Publication information
- Publisher: Marvel Comics
- First appearance: New X-Men: Hellions #1 (July, 2005)
- Created by: Nunzio DeFilippis Christina Weir (writers), Clayton Henry (pencils)

In-story information
- Alter ego: Wallace
- Species: Human (Presumed)
- Team affiliations: Hellfire Club
- Abilities: Unknown; has access to high-tech personal equipment and a network of powerful associates.

= Kingmaker (comics) =

The Kingmaker is the name of three supervillains appearing in American comic books published by Marvel Comics.

==Publication history==
The first iteration debuted in New X-Men: Hellions #1 (July 2005), and was created by Nunzio DeFilippis, Christina Weir and Clayton Henry.

The second iteration debuted in Dark Reign: Hawkeye #5 (September 2009), and was created by Andy Diggle and Tom Raney.

The third iteration debuted in Osborn #1 (January 2011), and was created by Kelly Sue DeConnick and Emma Rios.

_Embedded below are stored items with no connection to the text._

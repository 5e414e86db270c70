//! # Provider Interfaces
//!
//! The two remote services the controllers reconcile against, accessed only
//! through narrow traits:
//! - `IdentityDirectory` owns applications, users and memberships
//! - `Provisioning` holds the federated credentials of an application
//!
//! Transport and authentication live in the implementations. Every call
//! returns `RemoteError` on failure, with `RemoteError::NotFound` kept
//! distinct so callers can tell drift apart from transient failure.

use async_trait::async_trait;
use serde::{Deserialize, Serialize};

use crate::resource::ProvisioningCredentials;

// Common utilities shared across providers
pub mod common;
mod error;
pub mod memory;

pub use error::{RemoteError, Service};

/// Federation settings of a cloud application integration
#[derive(Debug, Clone, PartialEq, Eq, Serialize, Deserialize)]
pub struct FederationSettings {
    pub aws_environment_type: String,
    pub group_filter: String,
    pub login_url: String,
    pub join_all_roles: bool,
    pub identity_provider_arn: String,
    pub session_duration: u32,
    pub role_value_pattern: String,
}

/// Everything the directory needs to create an application integration
#[derive(Debug, Clone, PartialEq, Eq, Serialize, Deserialize)]
pub struct ApplicationDefinition {
    pub name: String,
    pub label: String,
    pub sign_on_mode: String,
    pub settings: FederationSettings,
}

/// Application integration as reported by the directory
#[derive(Debug, Clone, PartialEq, Eq, Serialize, Deserialize)]
pub struct RemoteApplication {
    pub id: String,
    pub name: String,
    pub label: String,
    pub sign_on_mode: String,
    pub status: String,
    /// Id of the key the SAML metadata is signed with
    pub signing_key_id: String,
    pub settings: FederationSettings,
}

/// Profile attached to a membership
#[derive(Debug, Clone, PartialEq, Eq, Serialize, Deserialize)]
pub struct MembershipProfile {
    pub email: String,
    pub display_name: String,
    pub role: String,
    pub saml_roles: Vec<String>,
}

/// A user's membership in an application
#[derive(Debug, Clone, PartialEq, Eq, Serialize, Deserialize)]
pub struct Membership {
    pub app_id: String,
    pub user_id: String,
    pub status: String,
    pub profile: MembershipProfile,
}

/// Credential revocation progress reported by the provisioning service
#[derive(Debug, Clone, Copy, PartialEq, Eq)]
pub enum RevocationState {
    /// Credentials are in place and no revoke is in flight
    Active,
    /// A revoke was accepted but has not completed
    Revoking,
    /// No credentials are held for the application
    Revoked,
    /// The service cannot report revocation progress
    Unsupported,
}

/// Provider trait for the identity directory
#[async_trait]
pub trait IdentityDirectory: Send + Sync {
    /// Create an application integration
    async fn create_application(
        &self,
        definition: &ApplicationDefinition,
    ) -> Result<RemoteApplication, RemoteError>;

    /// Get an application, `RemoteError::NotFound` if it does not exist
    async fn get_application(&self, app_id: &str) -> Result<RemoteApplication, RemoteError>;

    /// Update the label and identity provider ARN of an application
    async fn update_application(
        &self,
        app_id: &str,
        label: &str,
        identity_provider_arn: &str,
    ) -> Result<RemoteApplication, RemoteError>;

    async fn delete_application(&self, app_id: &str) -> Result<(), RemoteError>;

    /// Fetch the signed SAML metadata of an application
    ///
    /// May return an empty document while the signing key is still being generated.
    async fn get_signed_metadata(
        &self,
        app_id: &str,
        signing_key_id: &str,
    ) -> Result<String, RemoteError>;

    /// Resolve an email, optionally scoped to a domain, to a user id
    async fn resolve_user_id(&self, email: &str, domain: Option<&str>)
        -> Result<String, RemoteError>;

    /// Add or overwrite a membership
    async fn add_membership(
        &self,
        app_id: &str,
        user_id: &str,
        role: &str,
        role_mappings: &[String],
    ) -> Result<Membership, RemoteError>;

    async fn get_membership(&self, app_id: &str, user_id: &str) -> Result<Membership, RemoteError>;

    async fn remove_membership(&self, app_id: &str, user_id: &str) -> Result<(), RemoteError>;
}

/// Provider trait for the credential provisioning service
#[async_trait]
pub trait Provisioning: Send + Sync {
    /// Store credentials for an application, replacing any existing ones
    async fn set_credentials(
        &self,
        app_id: &str,
        credentials: &ProvisioningCredentials,
    ) -> Result<(), RemoteError>;

    /// Start revoking the credentials of an application
    ///
    /// Completion is asynchronous on the remote side.
    async fn revoke_credentials(&self, app_id: &str) -> Result<(), RemoteError>;

    /// Report revocation progress for an application
    async fn revocation_state(&self, _app_id: &str) -> Result<RevocationState, RemoteError> {
        Ok(RevocationState::Unsupported)
    }
}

==Fictional character biography==
===Wallace===

Wallace is a loan shark whose personal fortune and resources have allied him with various figures of the supervillain underworld. His standard agreement involves delivering any wish to an applicant in exchange for a favour to be named later. His network of favours has given him vast financial reserves, business agreements with powerful individuals, and a personal trove of high-tech weaponry for his personal defence. He has a history with Emma Frost as a result of her rejection of his bid for membership in the Hellfire Club.

When New X-Men member Hellion is denied a family inheritance, he investigates their financial history, eventually discovering their involvement with the Kingmaker. Hellion and his teammates are contacted by the Kingmaker, who offers their standard contract. In exchange for their deepest wishes, the Hellions are tasked with stealing a device for their benefactor. Unbeknownst to the Hellions, the device is a biological weapon that the Kingmaker intended to give to Doctor Octopus. The Hellions retrieve the device and turn on Kingmaker. After several losing battles, the Hellions defeat Kingmaker, who is arrested. Kingmaker is later released by Emma Frost, who convinces him to leave her students alone under the threat of being sent back to jail.

===Bullseye's Father===

The second version is the father of Bullseye and appeared during the Dark Reign storyline. While Bullseye is fighting an army of Hawkeyes, he is captured by Solo and brought before Kingmaker. The Kingmaker prepares to trade his old burned husk of a body for Bullseye's by placing his brain in his son's body. However, Bullseye's bones are laced with adamantium, which is impossible to cut through and blocks Kingmaker's neural inhibitor. Bullseye fights his way through Solo to get to his father, who he kills.

===Pryor Cashman===

The third version is Pryor Cashman, a "demon entity" who feeds on memories and is able to view and manipulate them. At some point, he is captured by government officials and incarcerated in an underwater facility. When Norman Osborn is jailed in the facility after being transferred from the Raft, he orchestrates a breakout alongside Kingmaker, June Covington, Ai Apaec, and Carny Rives.

==Powers and abilities==
Wallace possesses a personal force field and sunglasses with ruby optic blasts similar to Cyclops's optic blasts.

Pryor Cashman can manipulate memories.